Peptide Amphiphile‐Mediated Assembly and Fusion of Anisotropic Amorphous Particles for Enamel Remineralization

Enamel remineralization, which attempts to generate a mineral layer structurally similar to native enamel and restore its mechanical properties, remains a significant challenge. Here, rationally designed peptide amphiphile (PA) molecules bind to amorphous calcium phosphate (ACP) particles via electrostatic interactions, imparting anisotropic properties that drive PA‐modified ACP to form spindle‐shaped aggregates. Furthermore, some residual PA molecules may further regulate crystallization and facilitate the formation of well‐aligned hydroxyapatite bundles. Additionally, the involvement of PA can mediate the ordered deposition and fusion of ACP on the enamel surface, and construct the crystalline‐amorphous mineralization front with a continuous structure. This mineralization front ensures epitaxially oriented growth of enamel crystals and achieves a structurally ordered mineral layer similar to that of native enamel, while the mechanical performance is effectively restored.
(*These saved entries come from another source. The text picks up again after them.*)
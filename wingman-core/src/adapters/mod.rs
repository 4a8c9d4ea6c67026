//! Adapter implementations
//!
//! Adapters implement the port traits with concrete technologies:
//! - DuckDB for the KeyValueStore port (durable local storage)
//! - An in-memory map for the KeyValueStore port (tests, throwaway sessions)
//! - Gemini HTTP client for the GenerativeModel port

pub mod duckdb;
pub mod gemini;
pub mod memory;
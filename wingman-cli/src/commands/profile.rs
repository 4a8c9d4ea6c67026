//! Profile commands - people you're getting to know

use anyhow::Result;
use clap::{Args, Subcommand};
use colored::Colorize;
use wingman_core::services::LogEvent;
use wingman_core::{PersonProfile, ProfileDraft, Session, WingmanContext};

use super::{confirm_destructive, get_context, get_logger, log_event, require_session};
use crate::output;

#[derive(Args, Default)]
pub struct ProfileFields {
    /// Short description of them
    #[arg(long)]
    pub description: Option<String>,
    /// Things they like
    #[arg(long)]
    pub likes: Option<String>,
    /// Things they dislike
    #[arg(long)]
    pub dislikes: Option<String>,
    /// Hobbies
    #[arg(long)]
    pub hobbies: Option<String>,
    /// Occupation
    #[arg(long)]
    pub occupation: Option<String>,
    /// Private notes
    #[arg(long)]
    pub notes: Option<String>,
    /// Avatar image URL
    #[arg(long)]
    pub avatar: Option<String>,
    /// Their zip code
    #[arg(long)]
    pub zip: Option<String>,
}

#[derive(Subcommand)]
pub enum ProfileCommands {
    /// List saved profiles
    List {
        /// Output as JSON
        #[arg(long)]
        json: bool,
    },
    /// Show one profile
    Show {
        /// Profile id (or unique id prefix, or name)
        profile: String,
        /// Output as JSON
        #[arg(long)]
        json: bool,
    },
    /// Add a profile
    Add {
        /// Their name
        name: String,
        #[command(flatten)]
        fields: ProfileFields,
        /// Output as JSON
        #[arg(long)]
        json: bool,
    },
    /// Edit a profile; only the given fields change
    Edit {
        /// Profile id (or unique id prefix, or name)
        profile: String,
        /// New name
        #[arg(long)]
        name: Option<String>,
        #[command(flatten)]
        fields: ProfileFields,
        /// Output as JSON
        #[arg(long)]
        json: bool,
    },
    /// Remove a profile (planned dates with them are kept)
    Remove {
        /// Profile id (or unique id prefix, or name)
        profile: String,
        /// Skip confirmation prompt
        #[arg(long, short)]
        force: bool,
    },
}

/// Find a profile by exact id, unique id prefix, or case-insensitive name
pub fn resolve_profile(
    ctx: &WingmanContext,
    session: &Session,
    key: &str,
) -> Result<PersonProfile> {
    let profiles = ctx.profile_service.list(Some(session))?;
    let key = key.trim();

    if let Some(p) = profiles.iter().find(|p| p.id == key) {
        return Ok(p.clone());
    }

    let matches: Vec<&PersonProfile> = profiles
        .iter()
        .filter(|p| p.id.starts_with(key) || p.name.eq_ignore_ascii_case(key))
        .collect();
    match matches.as_slice() {
        [one] => Ok((*one).clone()),
        [] => anyhow::bail!("No profile matches '{}'. See `wm profile list`.", key),
        _ => anyhow::bail!("'{}' matches {} profiles; use the full id.", key, matches.len()),
    }
}

fn apply_fields(profile: &mut PersonProfile, fields: ProfileFields) {
    let ProfileFields {
        description,
        likes,
        dislikes,
        hobbies,
        occupation,
        notes,
        avatar,
        zip,
    } = fields;
    if let Some(v) = description {
        profile.description = v;
    }
    if let Some(v) = likes {
        profile.likes = v;
    }
    if let Some(v) = dislikes {
        profile.dislikes = v;
    }
    if let Some(v) = hobbies {
        profile.hobbies = v;
    }
    if let Some(v) = occupation {
        profile.occupation = v;
    }
    if let Some(v) = notes {
        profile.notes = v;
    }
    if let Some(v) = avatar {
        profile.avatar_url = v;
    }
    if let Some(v) = zip {
        let v = v.trim().to_string();
        profile.zip_code = (!v.is_empty()).then_some(v);
    }
}

fn print_profile(profile: &PersonProfile) {
    println!("{}", profile.name.bold());
    println!("  {} {}", "id:".dimmed(), profile.id);
    let rows = [
        ("Occupation", profile.occupation.as_str()),
        ("Description", profile.description.as_str()),
        ("Likes", profile.likes.as_str()),
        ("Dislikes", profile.dislikes.as_str()),
        ("Hobbies", profile.hobbies.as_str()),
        ("Zip code", profile.zip().unwrap_or("")),
        ("Notes", profile.notes.as_str()),
        ("Avatar", profile.avatar_url.as_str()),
    ];
    for (label, value) in rows {
        if !value.trim().is_empty() {
            println!("  {} {}", format!("{}:", label).dimmed(), value);
        }
    }
}

pub fn run(command: ProfileCommands) -> Result<()> {
    let ctx = get_context()?;
    let session = require_session(&ctx)?;

    match command {
        ProfileCommands::List { json } => {
            let profiles = ctx.profile_service.list(Some(&session))?;
            if json {
                println!("{}", serde_json::to_string_pretty(&profiles)?);
                return Ok(());
            }
            if profiles.is_empty() {
                println!("No profiles yet. Add one with `wm profile add <name>`.");
                return Ok(());
            }

            let mut table = output::create_table();
            table.set_header(vec!["ID", "Name", "Occupation", "Likes", "Zip"]);
            for p in &profiles {
                table.add_row(vec![
                    p.id.chars().take(8).collect::<String>(),
                    p.name.clone(),
                    p.occupation.clone(),
                    p.likes.clone(),
                    p.zip().unwrap_or("").to_string(),
                ]);
            }
            println!("{}", table);
        }
        ProfileCommands::Show { profile, json } => {
            let profile = resolve_profile(&ctx, &session, &profile)?;
            if json {
                println!("{}", serde_json::to_string_pretty(&profile)?);
            } else {
                print_profile(&profile);
            }
        }
        ProfileCommands::Add { name, fields, json } => {
            let mut draft = ProfileDraft::named(name);
            draft.avatar_url = fields.avatar.unwrap_or_default();
            draft.description = fields.description.unwrap_or_default();
            draft.likes = fields.likes.unwrap_or_default();
            draft.dislikes = fields.dislikes.unwrap_or_default();
            draft.hobbies = fields.hobbies.unwrap_or_default();
            draft.occupation = fields.occupation.unwrap_or_default();
            draft.notes = fields.notes.unwrap_or_default();
            draft.zip_code = fields.zip;

            let profile = ctx.profile_service.add(Some(&session), draft)?;
            log_event(&get_logger(), LogEvent::new("profile_added").with_command("profile add"));

            if json {
                println!("{}", serde_json::to_string_pretty(&profile)?);
            } else {
                output::success(&format!("Added {} ({})", profile.name, profile.id));
            }
        }
        ProfileCommands::Edit {
            profile,
            name,
            fields,
            json,
        } => {
            let mut profile = resolve_profile(&ctx, &session, &profile)?;
            if let Some(name) = name {
                profile.name = name.trim().to_string();
            }
            apply_fields(&mut profile, fields);

            let profile = ctx.profile_service.update(Some(&session), profile)?;
            if json {
                println!("{}", serde_json::to_string_pretty(&profile)?);
            } else {
                output::success(&format!("Updated {}", profile.name));
            }
        }
        ProfileCommands::Remove { profile, force } => {
            let profile = resolve_profile(&ctx, &session, &profile)?;
            let prompt = format!("Remove profile '{}'?", profile.name);
            if !confirm_destructive(force, false, &prompt)? {
                println!("Cancelled.");
                return Ok(());
            }

            ctx.profile_service.remove(Some(&session), &profile.id)?;
            log_event(
                &get_logger(),
                LogEvent::new("profile_removed").with_command("profile remove"),
            );
            output::success(&format!("Removed {}", profile.name));
        }
    }
    Ok(())
}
More significantly, the thickness of the newly formed mineral layer can be augmented through cyclic remineralization, benefitting the design of products intended for practical enamel repair. This work successfully reconstructs the complicated structure of tooth enamel and fully restores its biological function through a biomimetic strategy in which the peptide amphiphile mediates the assembly and fusion of amorphous calcium phosphate particles, forming a biomimetic mineralization front with a continuous structure that ensures oriented growth of enamel crystals.